Figure 3.1: Classification Tree - Classification of Dogs, Snakes, Fish, and Birds based on their Features

Figure 3.1 shows an example of a decision tree for a classification problem, i.e., a classification tree. In this case, the decision tree is used to classify animals into four categories: dogs, snakes, fish, and birds. The tree asks a series of questions about the features of the animal (e.g., number of legs, feathers, and habitat) and uses the answers to classify the animal. This means that the tree partitions the feature space into different regions that are associated with a particular class label.

Figure 3.2: Regression Tree - Prediction of \(y\) based on \(x_1\) and \(x_2\)

Figure 3.2 shows an example of a decision tree for a regression problem, i.e., a regression tree. In this case, the decision tree is used to predict some continuous variable \(y\) (e.g., a house price) based on features \(x_1\) and \(x_2\) (e.g., number of rooms and size of the property). As Figure 3.7 shows, the regression tree partitions the \((x_1,x_2)\)-space into different regions that are associated with a predicted value \(y\). Mathematically, the prediction of a regression tree can be expressed as

\[\hat{y} = \sum_{m=1}^{M} c_m \mathbb{1}(x \in R_m)\]

where \(R_m\) are the regions of the feature space, \(c_m\) are the predicted (i.e., average) values in the regions, \(\mathbb{1}(x \in R_m)\) is an indicator function that is 1 if \(x\) is in region \(R_m\) and 0 otherwise, and \(M\) is the number of regions.

Mini-Exercise

Given the decision tree in Figure 3.2, what would be the predicted value of \(y\) for the following data points?

\((x_1, x_2) = (1, 1)\)
\((x_1, x_2) = (2, 2)\)
\((x_1, x_2) = (2, 8)\)
\((x_1, x_2) = (10, 4)\)
\((x_1, x_2) = (7, 8)\)

3.2 Terminology

Figure 3.4 shows some of the terminology that you might encounter in decision trees. The root node is the first node in the tree. The root node is split into decision nodes (or leaf nodes) based on the values of the features. The decision nodes are further split into decision nodes or leaf nodes. The leaf nodes represent the final prediction of the model. A subtree or branch is a part of the tree that starts at a decision node and ends at a leaf node. The depth of a tree is the length of the longest path from the root node to a leaf node.
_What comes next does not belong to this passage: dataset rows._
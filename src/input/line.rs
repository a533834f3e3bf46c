//! Line editing on raw keys
//!
//! Keys are echoed as they are typed. Backspace removes the last character
//! and erases its cell, stepping back across a row boundary when the cursor
//! sits in the first column.

use crate::backend::{Backend, Coord};
use crate::error::Result;

use super::keys::{KeyCode, KeyDecoder};

/// Reads delimiter-terminated lines from a session
pub struct LineEditor<B: Backend> {
    keys: KeyDecoder<B>,
}

impl<B: Backend> LineEditor<B> {
    pub fn new(keys: KeyDecoder<B>) -> Self {
        Self { keys }
    }

    pub fn keys(&self) -> &KeyDecoder<B> {
        &self.keys
    }

    /// Read a line terminated by newline.
    pub fn read_line_default(&self) -> Result<String> {
        self.read_line(b"\n")
    }

    /// Read a line terminated by `delimiter`.
    pub fn read_line_until(&self, delimiter: u8) -> Result<String> {
        self.read_line(&[delimiter])
    }

    /// Read characters until one of `delimiters` is typed.
    ///
    /// The delimiter is consumed and not part of the result. If it was not a
    /// newline, the rest of the typed line is echoed and discarded up to and
    /// including the next newline. Arrow keys are ignored.
    ///
    /// # Panics
    ///
    /// Panics if `delimiters` is empty, since the read could never end.
    pub fn read_line(&self, delimiters: &[u8]) -> Result<String> {
        assert!(!delimiters.is_empty(), "read_line needs at least one delimiter");
        let session = self.keys.session();
        let mut line = String::new();

        let terminator = loop {
            // Taken before the echo moves the cursor
            let pos = session.cursor_position()?;
            let key = self.keys.echo_key()?;

            if key.is_backspace() {
                let target = if line.pop().is_some() {
                    self.step_back(pos)?
                } else {
                    // The echoed BS moved the cursor; undo that
                    pos
                };
                session.move_cursor(target)?;

                let blank_at = session.cursor_position()?;
                session.write(" ")?;
                session.move_cursor(blank_at)?;
                continue;
            }

            match key {
                KeyCode::Char(byte) if delimiters.contains(&byte) => break key,
                KeyCode::Char(byte) => line.push(char::from(byte)),
                _ => {}
            }
        };

        if terminator != KeyCode::NEWLINE {
            while self.keys.echo_key()? != KeyCode::NEWLINE {}
        }

        Ok(line)
    }

    /// The cell before `pos`, wrapping to the last column of the row above.
    fn step_back(&self, pos: Coord) -> Result<Coord> {
        if pos.x > 0 {
            return Ok(Coord::new(pos.x - 1, pos.y));
        }
        let width = self.keys.session().window_size()?.x;
        Ok(Coord::new(width.saturating_sub(1), pos.y.saturating_sub(1)))
    }
}

#[cfg(test)]
mod tests {
    use super::*;
    use crate::backend::{KeyFeed, VirtualProbe, VirtualTerminal};
    use crate::core::palette::ColorModel;
    use crate::core::session::TerminalSession;
    use crate::error::Error;

    const BS: u8 = 0x08;

    fn setup(cols: u16) -> (LineEditor<VirtualTerminal>, KeyFeed, VirtualProbe) {
        let (term, feed) = VirtualTerminal::new(cols, 6);
        let probe = term.probe();
        let session = TerminalSession::open(term, ColorModel::Palette).unwrap();
        (session.line_editor(), feed, probe)
    }

    #[test]
    fn test_reads_until_newline() {
        let (editor, feed, probe) = setup(40);
        feed.text("abc\n");

        assert_eq!(editor.read_line(b"\n").unwrap(), "abc");
        assert_eq!(probe.row_text(0), "abc");
        assert_eq!(probe.cursor(), Coord::new(0, 1));
        assert_eq!(editor.keys().poll_key().unwrap(), KeyCode::NoKey);
    }

    #[test]
    fn test_enter_key_terminates() {
        let (editor, feed, _probe) = setup(40);
        feed.text("abc\r");

        assert_eq!(editor.read_line_default().unwrap(), "abc");
    }

    #[test]
    fn test_backspace_removes_last_char() {
        let (editor, feed, probe) = setup(40);
        feed.bytes(&[b'a', b'b', BS, b'c', b'\n']);

        assert_eq!(editor.read_line(b"\n").unwrap(), "ac");
        assert_eq!(probe.row_text(0), "ac");
    }

    #[test]
    fn test_delete_acts_as_backspace() {
        let (editor, feed, _probe) = setup(40);
        feed.bytes(&[b'x', b'y', 0x7F, b'\n']);

        assert_eq!(editor.read_line(b"\n").unwrap(), "x");
    }

    #[test]
    fn test_backspace_on_empty_line_keeps_cursor() {
        let (editor, feed, probe) = setup(40);
        editor.keys().session().write("> ").unwrap();
        let start = probe.cursor();

        feed.bytes(&[BS, BS]);
        feed.text("ok\n");

        // Typing resumes exactly where the prompt left the cursor
        assert_eq!(editor.read_line(b"\n").unwrap(), "ok");
        assert_eq!(probe.cell(start.x, start.y).ch, 'o');
        assert_eq!(probe.row_text(0), "> ok");
    }

    #[test]
    fn test_empty_backspace_has_no_visible_effect() {
        let (editor, feed, probe) = setup(40);
        editor.keys().session().write("name: ").unwrap();
        let start = probe.cursor();

        feed.bytes(&[BS, BS, BS, b'\n']);

        assert_eq!(editor.read_line(b"\n").unwrap(), "");
        assert_eq!(probe.row_text(0), "name:");
        assert_eq!(probe.cursor(), Coord::new(0, start.y + 1));
    }

    #[test]
    fn test_backspace_wraps_to_previous_row() {
        let (editor, feed, probe) = setup(4);
        feed.text("abcde");
        feed.bytes(&[BS, BS]);
        feed.text("X\n");

        assert_eq!(editor.read_line(b"\n").unwrap(), "abcX");
        assert_eq!(probe.row_text(0), "abcX");
        assert_eq!(probe.row_text(1), "");
    }

    #[test]
    fn test_other_delimiter_discards_rest_of_line() {
        let (editor, feed, probe) = setup(40);
        feed.text("ab,cd\nnext");

        assert_eq!(editor.read_line(b",;").unwrap(), "ab");
        assert_eq!(probe.row_text(0), "ab,cd");
        assert_eq!(editor.keys().poll_key().unwrap(), KeyCode::Char(b'n'));
    }

    #[test]
    fn test_read_line_until_single_delimiter() {
        let (editor, feed, _probe) = setup(40);
        feed.text("key=value\n");

        assert_eq!(editor.read_line_until(b'=').unwrap(), "key");
    }

    #[test]
    fn test_arrow_keys_are_ignored() {
        let (editor, feed, _probe) = setup(40);
        feed.bytes(&[b'u', 0xE0, 0x48, b'p', 0x00, 0x4B, b'\n']);

        assert_eq!(editor.read_line(b"\n").unwrap(), "up");
    }

    #[test]
    fn test_input_closed_before_newline() {
        let (editor, feed, _probe) = setup(40);
        feed.text("abc,def");
        drop(feed);

        assert!(matches!(editor.read_line(b","), Err(Error::InputClosed)));
    }

    #[test]
    #[should_panic(expected = "at least one delimiter")]
    fn test_empty_delimiters_panic() {
        let (editor, _feed, _probe) = setup(40);
        let _ = editor.read_line(b"");
    }
}
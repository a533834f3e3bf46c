//! Live terminal backend using crossterm
//!
//! Drives the real terminal on both Windows consoles and POSIX ttys.
//! crossterm key events are re-encoded into the console extended-key byte
//! stream so the key decoder sees one input format on every platform.

use std::collections::VecDeque;
use std::io::{self, Stdout, Write};
use std::sync::atomic::{AtomicBool, Ordering};
use std::time::Duration;

use crossterm::{
    cursor::{self, MoveTo, Show},
    event::{self, Event, KeyCode, KeyEvent, KeyEventKind, KeyModifiers},
    execute, queue,
    style::{Attribute, Color, Print, ResetColor, SetAttribute, SetBackgroundColor, SetForegroundColor},
    terminal::{self, Clear, ClearType, EnterAlternateScreen, LeaveAlternateScreen},
};
use tracing::debug;

use super::{scan, Attributes, Backend, Coord, ReadMode};
use crate::error::{Error, Result};

/// Set while some backend holds the process terminal
static DEVICE_CLAIMED: AtomicBool = AtomicBool::new(false);

/// Exclusive ownership of the process terminal, released on drop
#[derive(Debug)]
struct DeviceClaim;

impl DeviceClaim {
    fn acquire() -> Option<Self> {
        DEVICE_CLAIMED
            .compare_exchange(false, true, Ordering::AcqRel, Ordering::Acquire)
            .ok()
            .map(|_| DeviceClaim)
    }
}

impl Drop for DeviceClaim {
    fn drop(&mut self) {
        DEVICE_CLAIMED.store(false, Ordering::Release);
    }
}

/// Terminal backend over stdout and the crossterm event queue
pub struct CrosstermBackend {
    stdout: Stdout,
    /// Bytes of an already-read key event not yet handed out
    pending: VecDeque<u8>,
    /// Whether raw mode is currently enabled
    raw: bool,
    claim: Option<DeviceClaim>,
}

impl Default for CrosstermBackend {
    fn default() -> Self {
        Self::new()
    }
}

impl CrosstermBackend {
    pub fn new() -> Self {
        Self {
            stdout: io::stdout(),
            pending: VecDeque::new(),
            raw: false,
            claim: None,
        }
    }

    fn next_event(mode: ReadMode) -> io::Result<Option<Event>> {
        match mode {
            ReadMode::Poll => {
                if event::poll(Duration::ZERO)? {
                    event::read().map(Some)
                } else {
                    Ok(None)
                }
            }
            ReadMode::Wait => event::read().map(Some),
        }
    }
}

impl Backend for CrosstermBackend {
    fn enter_raw_mode(&mut self) -> Result<()> {
        // One session per process; a second would restore the device under the first
        let claim = match self.claim.take() {
            Some(claim) => claim,
            None => DeviceClaim::acquire().ok_or_else(|| {
                Error::RawMode(io::Error::new(
                    io::ErrorKind::AlreadyExists,
                    "terminal is already owned by another session",
                ))
            })?,
        };

        terminal::enable_raw_mode().map_err(Error::RawMode)?;
        self.claim = Some(claim);
        self.raw = true;
        execute!(self.stdout, EnterAlternateScreen, Show).map_err(Error::RawMode)?;
        Ok(())
    }

    fn leave_raw_mode(&mut self) -> Result<()> {
        if !self.raw {
            return Ok(());
        }
        self.raw = false;

        // Reset attributes before leaving so the shell prompt is not colored
        let _ = execute!(self.stdout, ResetColor, SetAttribute(Attribute::Reset), Show);
        let _ = execute!(self.stdout, LeaveAlternateScreen);
        let _ = self.stdout.flush();

        let restored = terminal::disable_raw_mode().map_err(Error::Restore);
        self.claim = None;
        restored
    }

    fn clear(&mut self) -> Result<()> {
        execute!(self.stdout, Clear(ClearType::All), MoveTo(0, 0))?;
        Ok(())
    }

    fn write_text(&mut self, text: &str) -> Result<()> {
        // Raw mode disables output post-processing, so LF needs its CR back
        if self.raw && text.contains('\n') {
            queue!(self.stdout, Print(text.replace('\n', "\r\n")))?;
        } else {
            queue!(self.stdout, Print(text))?;
        }
        self.stdout.flush()?;
        Ok(())
    }

    fn set_attributes(&mut self, attrs: Attributes) -> Result<()> {
        let (fg, bg, bold) = style_for(attrs);
        queue!(
            self.stdout,
            SetAttribute(Attribute::Reset),
            SetForegroundColor(fg),
            SetBackgroundColor(bg)
        )?;
        if bold {
            queue!(self.stdout, SetAttribute(Attribute::Bold))?;
        }
        self.stdout.flush()?;
        Ok(())
    }

    fn read_raw_key(&mut self, mode: ReadMode) -> Result<Option<u8>> {
        loop {
            if let Some(byte) = self.pending.pop_front() {
                return Ok(Some(byte));
            }

            let Some(event) = Self::next_event(mode)? else {
                return Ok(None);
            };

            match event {
                Event::Key(key) if key.kind != KeyEventKind::Release => {
                    let bytes = encode_key(&key);
                    if bytes.is_empty() {
                        debug!("Ignoring unmapped key: {:?}", key.code);
                    }
                    self.pending.extend(bytes);
                }
                // Resize, mouse, focus and paste events are not input keys
                _ => {}
            }
        }
    }

    fn cursor_position(&mut self) -> Result<Coord> {
        self.stdout.flush()?;
        Ok(Coord::from(cursor::position()?))
    }

    fn window_size(&mut self) -> Result<Coord> {
        Ok(Coord::from(terminal::size()?))
    }

    fn move_cursor(&mut self, pos: Coord) -> Result<()> {
        execute!(self.stdout, MoveTo(pos.x, pos.y))?;
        Ok(())
    }
}

impl Drop for CrosstermBackend {
    fn drop(&mut self) {
        // Raw mode must never outlive the backend
        if self.raw {
            let _ = terminal::disable_raw_mode();
        }
    }
}

/// Map resolved attributes to crossterm foreground, background and bold.
pub fn style_for(attrs: Attributes) -> (Color, Color, bool) {
    match attrs {
        Attributes::Console(attr) => (
            Color::AnsiValue(attr.foreground_index()),
            Color::AnsiValue(attr.background_index()),
            false,
        ),
        Attributes::Pair(pair) => (
            Color::AnsiValue(pair.foreground),
            Color::AnsiValue(pair.background),
            pair.bold,
        ),
    }
}

/// Encode a crossterm key event as console input bytes.
///
/// Plain ASCII keys become their byte, Enter is CR, Backspace is BS, and
/// navigation keys become a lead byte plus scan code. Keys with no console
/// encoding (non-ASCII characters, media keys) yield an empty vector.
pub fn encode_key(event: &KeyEvent) -> Vec<u8> {
    match event.code {
        KeyCode::Char(ch) => encode_char(ch, event.modifiers),

        KeyCode::Enter => vec![b'\r'],
        KeyCode::Backspace => vec![0x08],
        KeyCode::Tab => vec![b'\t'],
        KeyCode::Esc => vec![0x1B],

        KeyCode::Up => vec![scan::LEAD_EXTENDED, scan::UP],
        KeyCode::Down => vec![scan::LEAD_EXTENDED, scan::DOWN],
        KeyCode::Left => vec![scan::LEAD_EXTENDED, scan::LEFT],
        KeyCode::Right => vec![scan::LEAD_EXTENDED, scan::RIGHT],

        KeyCode::Home => vec![scan::LEAD_EXTENDED, scan::HOME],
        KeyCode::End => vec![scan::LEAD_EXTENDED, scan::END],
        KeyCode::PageUp => vec![scan::LEAD_EXTENDED, scan::PAGE_UP],
        KeyCode::PageDown => vec![scan::LEAD_EXTENDED, scan::PAGE_DOWN],
        KeyCode::Insert => vec![scan::LEAD_EXTENDED, scan::INSERT],
        KeyCode::Delete => vec![scan::LEAD_EXTENDED, scan::DELETE],

        // Function key scan codes collide with the ANSI arrow codes
        _ => Vec::new(),
    }
}

fn encode_char(ch: char, mods: KeyModifiers) -> Vec<u8> {
    if !ch.is_ascii() {
        return Vec::new();
    }
    let byte = ch as u8;

    // Ctrl + letter = control character
    if mods.contains(KeyModifiers::CONTROL) && byte.is_ascii_alphabetic() {
        return vec![byte.to_ascii_lowercase() - b'a' + 1];
    }

    // NUL is reserved as an extended-key lead
    if byte == 0 {
        return Vec::new();
    }

    vec![byte]
}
Furthermore, one can also differentiate between child and parent nodes. A child node is a node that results from a split (e.g., the first (reading from the top) decision node and leaf node in Figure 3.4 are child nodes of the root node). The parent node is the node that is split to create the child nodes (e.g., the root node in Figure 3.4 is the parent node of the first decision node and leaf node).

3.3 How To Grow a Tree

A key question is how to determine the order of variables and thresholds that are used in all the splits of a decision tree. There are different algorithms to grow a decision tree, but the most common one is the CART algorithm. The CART algorithm is a greedy algorithm that grows the tree in a top-down manner. The reason for this algorithm choice is that it is computationally infeasible to consider all possible (fully grown) trees to find the best-performing one. So, the CART algorithm grows the tree in a step-by-step manner choosing the splits in a greedy manner (i.e., choosing the one that performs best at that step). This means that the algorithm does not consider the future consequences of the current split and may not find the optimal tree.

The basic idea is to find a split that minimizes some loss function \(Q^s\) and to repeat this recursively for all resulting child nodes. Suppose we start from zero, meaning that we first need to determine the root node. We compute the loss function \(Q^s\) for all possible splits \(s\) that we can make. This means we need to consider all variables in our dataset (and all split thresholds) and choose the one that minimizes the loss \(Q^s\). We then repeat this process for each of the child nodes, and so on, until we reach a stopping criterion. Figure 3.5 shows an example of a candidate split.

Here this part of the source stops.